### [Exercise brief]
Take the lines from the beginning of the data below through the line holding "types for convenience" and return exactly those.

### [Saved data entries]
pub mod config;
pub mod connection;
pub mod db;
pub mod parameters;
pub mod query;
pub mod result;
pub mod runner;
#[cfg(feature = "postgresql")]
pub mod runner_postgresql;
pub mod runner_sqlite;
pub mod str_utils;

// Re-export types for convenience
pub use config::{Backend, DbConfig};
pub use connection::DatabaseConnection;
pub use db::{Db, Statement};
pub use parameters::{BindTag, ColumnMap, ParameterValue, bind_types};
pub use query::{BuiltQuery, Dialect, Glue};
pub use result::{DbError, Result};
pub use runner::{Driver, Executed, Row};
pub use runner_sqlite::SqliteDriver;

#[cfg(feature = "postgresql")]
pub use runner_postgresql::PostgresDriver;

// Re-export third-party types used in the public API to provide fallback for dependency conflicts
pub use serde_json::Value as JsonValue;

// Re-export third-party types used in the public API to provide fallback for dependency conflicts
pub use rusqlite::Connection as SqliteConnection;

### [Result]
pub mod config;
pub mod connection;
pub mod db;
pub mod parameters;
pub mod query;
pub mod result;
pub mod runner;
#[cfg(feature = "postgresql")]
pub mod runner_postgresql;
pub mod runner_sqlite;
pub mod str_utils;

// Re-export types for convenience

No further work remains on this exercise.